Quando esci dalla stazione di punta Indren, in cima alla Valsesia, sul Monte Rosa, ad accoglierti ci sono i rimasugli dell’omonimo ghiacciaio, assieme a un senso di tristezza che aleggia tra i pendii silenziosi. Una lastra di ghiaccio vivo che si estende in tutto il vallone, verso le prime cime del Rosa come punta Giordani, di un colore scuro e opaco: quello che assumono i ghiacciai quando stanno per morire. Per chi non avesse avuto modo di vivere quest’esperienza di recente, vale la pena dare un’occhiata al filmato pubblicato quest’estate da La Stampa, nel quale un drone sorvola quella che, nell’agosto scorso, non era altro che una distesa di ghiaccio scuro ricoperto dai detriti. Lì, fino a venticinque anni fa, si sciava d’estate, mentre negli ultimi anni, a fine agosto, ti trovi a camminare su una pietraia sconnessa. L’ultima volta in cui mi è capitato di attraversarlo, ricordo di aver lasciato i ramponi nello zaino, facendo più che altro attenzione a non uscirne coi piedi zuppi. Il ghiacciaio di Indren, con ogni probabilità, è destinato a scomparire entro pochi anni, ed è uno degli spettacoli più eloquenti di come il cambiamento climatico stia impattando pesantemente sulle Alpi. Al di là del singolo caso, basta dare un’occhiata alle pubblicazioni di On the trail of the glaciers, progetto fotografico scientifico dedicato alla comparazione fotografica delle masse glaciali nel tempo, per rendersi conto di quanto questa sia una situazione globale. Immagini che ci spingono a una presa di coscienza sui danni irreversibili che l’essere umano sta causando all’ambiente, ma che per i frequentatori delle montagne aggiungono un tema ulteriore, ovvero la necessità di ripensare il loro modo di approcciarsi a esse.

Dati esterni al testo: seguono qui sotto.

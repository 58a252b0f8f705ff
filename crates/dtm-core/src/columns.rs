//! Column manager: add, delete (with cascade), visibility, order, labels.

use std::collections::BTreeSet;

use dtm_model::{Column, ID, ModelError, is_default_column};

use crate::error::ColumnError;
use crate::store::RecordStore;

impl RecordStore {
    /// Append a column. It is always added visible.
    pub fn add_column(&mut self, mut column: Column) -> Result<(), ColumnError> {
        if column.id == ID {
            return Err(ModelError::ReservedColumnId { id: column.id }.into());
        }
        if self.state.column(&column.id).is_some() {
            tracing::warn!(column_id = %column.id, "rejected duplicate column");
            return Err(ColumnError::AlreadyExists { id: column.id });
        }
        column.visible = true;
        tracing::info!(column_id = %column.id, "added column");
        self.state.columns.push(column);
        Ok(())
    }

    /// Delete a custom column and strip its field from every row.
    ///
    /// Returns false when the column does not exist; the rows are left alone
    /// in that case, so deleting twice changes nothing the second time.
    pub fn delete_column(&mut self, id: &str) -> Result<bool, ColumnError> {
        if id == ID || is_default_column(id) {
            tracing::warn!(column_id = %id, "refused to delete default column");
            return Err(ColumnError::Protected { id: id.to_string() });
        }
        let Some(position) = self.position(id) else {
            return Ok(false);
        };
        self.state.columns.remove(position);
        let mut stripped = 0usize;
        for row in &mut self.state.rows {
            if matches!(row.remove(id), Ok(Some(_))) {
                stripped += 1;
            }
        }
        tracing::info!(column_id = %id, rows = stripped, "deleted column");
        Ok(true)
    }

    /// Flip a column's visibility. Returns the new flag, or `None` when the
    /// column does not exist.
    pub fn toggle_visibility(&mut self, id: &str) -> Option<bool> {
        let column = self.state.columns.iter_mut().find(|column| column.id == id)?;
        column.visible = !column.visible;
        tracing::info!(column_id = %id, visible = column.visible, "toggled column visibility");
        Some(column.visible)
    }

    /// Replace the column sequence with a reordering of itself.
    ///
    /// `order` must hold exactly the current columns, each once, unchanged
    /// apart from position. Anything else is rejected and the current order
    /// is kept.
    pub fn reorder(&mut self, order: Vec<Column>) -> Result<(), ColumnError> {
        if order.len() != self.state.columns.len() {
            return Err(ColumnError::InvalidOrder {
                reason: format!(
                    "expected {} columns, got {}",
                    self.state.columns.len(),
                    order.len()
                ),
            });
        }
        let mut seen = BTreeSet::new();
        for column in &order {
            if !seen.insert(column.id.as_str()) {
                return Err(ColumnError::InvalidOrder {
                    reason: format!("column '{}' appears more than once", column.id),
                });
            }
            if self.state.column(&column.id) != Some(column) {
                return Err(ColumnError::InvalidOrder {
                    reason: format!("column '{}' does not match the table", column.id),
                });
            }
        }
        tracing::info!(columns = order.len(), "reordered columns");
        self.state.columns = order;
        Ok(())
    }

    /// Move the column at `from` to index `to`, shifting the ones between.
    pub fn move_column(&mut self, from: usize, to: usize) -> Result<(), ColumnError> {
        let len = self.state.columns.len();
        if from >= len || to >= len {
            return Err(ColumnError::InvalidOrder {
                reason: format!("position out of range (table has {len} columns)"),
            });
        }
        let mut order = self.state.columns.clone();
        let column = order.remove(from);
        order.insert(to, column);
        self.reorder(order)
    }

    /// Change a column's display label. Its id stays the same.
    pub fn relabel_column(&mut self, id: &str, label: &str) -> Result<(), ColumnError> {
        if label.trim().is_empty() {
            return Err(ModelError::EmptyColumnLabel.into());
        }
        let column = self
            .state
            .columns
            .iter_mut()
            .find(|column| column.id == id)
            .ok_or_else(|| ColumnError::NotFound { id: id.to_string() })?;
        column.label = label.to_string();
        tracing::info!(column_id = %id, "relabeled column");
        Ok(())
    }

    fn position(&self, id: &str) -> Option<usize> {
        self.state.columns.iter().position(|column| column.id == id)
    }
}

#[cfg(test)]
mod tests {
    use dtm_model::{CellValue, Row, RowId, TableState, default_columns};

    use super::*;

    fn store() -> RecordStore {
        let rows = vec![
            Row::new(RowId::new("1").unwrap(), "A", "a@b.co", 30.0, "Developer")
                .with_field("department", "Ops"),
            Row::new(RowId::new("2").unwrap(), "B", "b@b.co", 40.0, "Manager"),
        ];
        RecordStore::new(TableState::new(default_columns(), rows))
    }

    fn ids(store: &RecordStore) -> Vec<&str> {
        store.columns().iter().map(|c| c.id.as_str()).collect()
    }

    #[test]
    fn test_add_column_appends_visible() {
        let mut store = store();
        let mut column = Column::custom("Department").unwrap();
        column.visible = false;
        store.add_column(column).unwrap();
        let added = store.columns().last().unwrap();
        assert_eq!(added.id, "department");
        assert!(added.visible);
    }

    #[test]
    fn test_add_column_duplicate_rejected() {
        let mut store = store();
        store.add_column(Column::custom("Department").unwrap()).unwrap();
        let before = store.clone();
        assert_eq!(
            store.add_column(Column::custom("department").unwrap()),
            Err(ColumnError::AlreadyExists {
                id: "department".into()
            })
        );
        assert_eq!(store, before);
        assert!(matches!(
            store.add_column(Column::custom("Name").unwrap()),
            Err(ColumnError::AlreadyExists { .. })
        ));
    }

    #[test]
    fn test_delete_column_cascades_and_is_idempotent() {
        let mut store = store();
        store.add_column(Column::custom("Department").unwrap()).unwrap();
        assert_eq!(store.delete_column("department"), Ok(true));
        assert!(store.rows().iter().all(|row| !row.extra().contains_key("department")));
        assert!(!ids(&store).contains(&"department"));

        let after_first = store.clone();
        assert_eq!(store.delete_column("department"), Ok(false));
        assert_eq!(store, after_first);
    }

    #[test]
    fn test_delete_default_column_refused() {
        let mut store = store();
        for id in ["name", "email", "age", "role", "id"] {
            assert!(matches!(
                store.delete_column(id),
                Err(ColumnError::Protected { .. })
            ));
        }
        assert_eq!(store.columns().len(), 4);
    }

    #[test]
    fn test_toggle_visibility() {
        let mut store = store();
        assert_eq!(store.toggle_visibility("email"), Some(false));
        assert_eq!(store.toggle_visibility("email"), Some(true));
        assert_eq!(store.toggle_visibility("missing"), None);
    }

    #[test]
    fn test_reorder_accepts_permutation() {
        let mut store = store();
        let mut order = store.columns().to_vec();
        order.reverse();
        store.reorder(order).unwrap();
        assert_eq!(ids(&store), vec!["role", "age", "email", "name"]);
    }

    #[test]
    fn test_reorder_rejects_non_permutation() {
        let mut store = store();
        let before = store.clone();

        let mut short = store.columns().to_vec();
        short.pop();
        assert!(store.reorder(short).is_err());

        let mut duplicated = store.columns().to_vec();
        duplicated[3] = duplicated[0].clone();
        assert!(store.reorder(duplicated).is_err());

        let mut foreign = store.columns().to_vec();
        foreign[0] = Column::new("other", "Other");
        assert!(store.reorder(foreign).is_err());

        let mut relabeled = store.columns().to_vec();
        relabeled[0].label = "Full Name".into();
        assert!(store.reorder(relabeled).is_err());

        assert_eq!(store, before);
    }

    #[test]
    fn test_move_column() {
        let mut store = store();
        store.move_column(0, 2).unwrap();
        assert_eq!(ids(&store), vec!["email", "age", "name", "role"]);
        store.move_column(3, 0).unwrap();
        assert_eq!(ids(&store), vec!["role", "email", "age", "name"]);
        assert!(store.move_column(0, 4).is_err());
    }

    #[test]
    fn test_relabel_column() {
        let mut store = store();
        store.relabel_column("name", "Full Name").unwrap();
        assert_eq!(store.state().column("name").unwrap().label, "Full Name");
        assert!(matches!(
            store.relabel_column("name", " "),
            Err(ColumnError::Invalid(ModelError::EmptyColumnLabel))
        ));
        assert!(matches!(
            store.relabel_column("nope", "X"),
            Err(ColumnError::NotFound { .. })
        ));
        // Row data is keyed by id, so relabeling leaves it readable.
        assert_eq!(
            store.rows()[0].get("name").as_deref(),
            Some(&CellValue::from("A"))
        );
    }
}
//! CSV parsing with a mandatory header row.

use std::fs::File;
use std::io::Read;
use std::path::Path;

use csv::ReaderBuilder;

use crate::error::{IngestError, Result};

use super::CsvTable;

/// Parse CSV text.
pub fn read_csv_str(text: &str) -> Result<CsvTable> {
    read_csv_reader(text.as_bytes())
}

/// Read a CSV file from disk.
pub fn read_csv_file(path: &Path) -> Result<CsvTable> {
    let file = File::open(path).map_err(|e| IngestError::FileRead {
        path: path.to_path_buf(),
        source: e,
    })?;
    let table = read_csv_reader(file)?;
    tracing::debug!(
        path = %path.display(),
        records = table.len(),
        "read csv file"
    );
    Ok(table)
}

/// Parse CSV from any reader.
///
/// The first line is the header. Blank lines are skipped, records may have
/// fewer or more cells than the header, and a UTF-8 BOM is stripped.
pub fn read_csv_reader<R: Read>(reader: R) -> Result<CsvTable> {
    let mut reader = ReaderBuilder::new()
        .has_headers(true)
        .flexible(true)
        .from_reader(reader);

    let headers: Vec<String> = reader
        .headers()?
        .iter()
        .enumerate()
        .map(|(idx, header)| {
            if idx == 0 {
                header.trim_start_matches('\u{feff}').to_string()
            } else {
                header.to_string()
            }
        })
        .collect();

    if headers.is_empty() {
        return Err(IngestError::EmptyCsv);
    }
    if headers.iter().all(|header| header.trim().is_empty()) {
        return Err(IngestError::NoHeaderDetected);
    }

    let mut records = Vec::new();
    for record in reader.records() {
        let record = record?;
        if record.len() == 1 && record.get(0).is_some_and(str::is_empty) {
            continue;
        }
        if record.len() > headers.len() {
            tracing::debug!(
                line = record.position().map_or(0, csv::Position::line),
                extra = record.len() - headers.len(),
                "ignoring cells beyond the header"
            );
        }
        records.push(record.iter().map(str::to_string).collect());
    }

    Ok(CsvTable::new(headers, records))
}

Innanzitutto, ciascuno dei problemi che conseguono al cambiamento climatico per chi si avventura tra le vette rappresenta anche un problema di sicurezza. Quando le temperature salgono, infatti, i ponti di neve che coprono i crepacci diventano più fragili, con il conseguente rischio che crollino proprio quando c’è qualcuno sopra. Allo stesso tempo, la fusione del permafrost può causare improvvise scariche di rocce. L’anno scorso la tragedia della Marmolada ha portato sotto gli occhi di tutti le conseguenze di un periodo in cui le temperature sono rimaste a lungo ben sopra la norma, con il crollo di un seracco, ovvero un enorme blocco di ghiaccio, che ha causato la morte di undici persone. In quel caso era stato particolarmente interessante il commento dell’alpinista Simone Moro, che aveva proprio sottolineato la necessità di modificare l’approccio individuale alla montagna. Salite che in passato venivano affrontate in piena estate, oggi sono spesso sconsigliate dalle guide alpine – se non direttamente vietate dalle autorità – durante periodi che risultano troppo caldi. Penso, per esempio, alle condizioni in cui mi è capitato di trovare il Ghiacciaio del Gigante nel giugno del 2022: il manto era già risicato a inizio stagione, e imponeva forti limiti di accesso ad alcune vie alpinistiche, mentre altre che di solito sono frequentabili fino a fine agosto erano già in condizioni precarie. Basta infatti che alle scarse nevicate di una stagione invernale/primaverile asciutta si associno temperature superiori alla media per stravolgere nel giro di poche settimane la possibilità di effettuare salite solitamente accessibili. Una delle competenze necessarie degli alpinisti contemporanei, dunque, è una sempre maggior flessibilità nella scelta degli itinerari e dei periodi in cui si affrontano, con una costante attenzione all’evoluzione climatica.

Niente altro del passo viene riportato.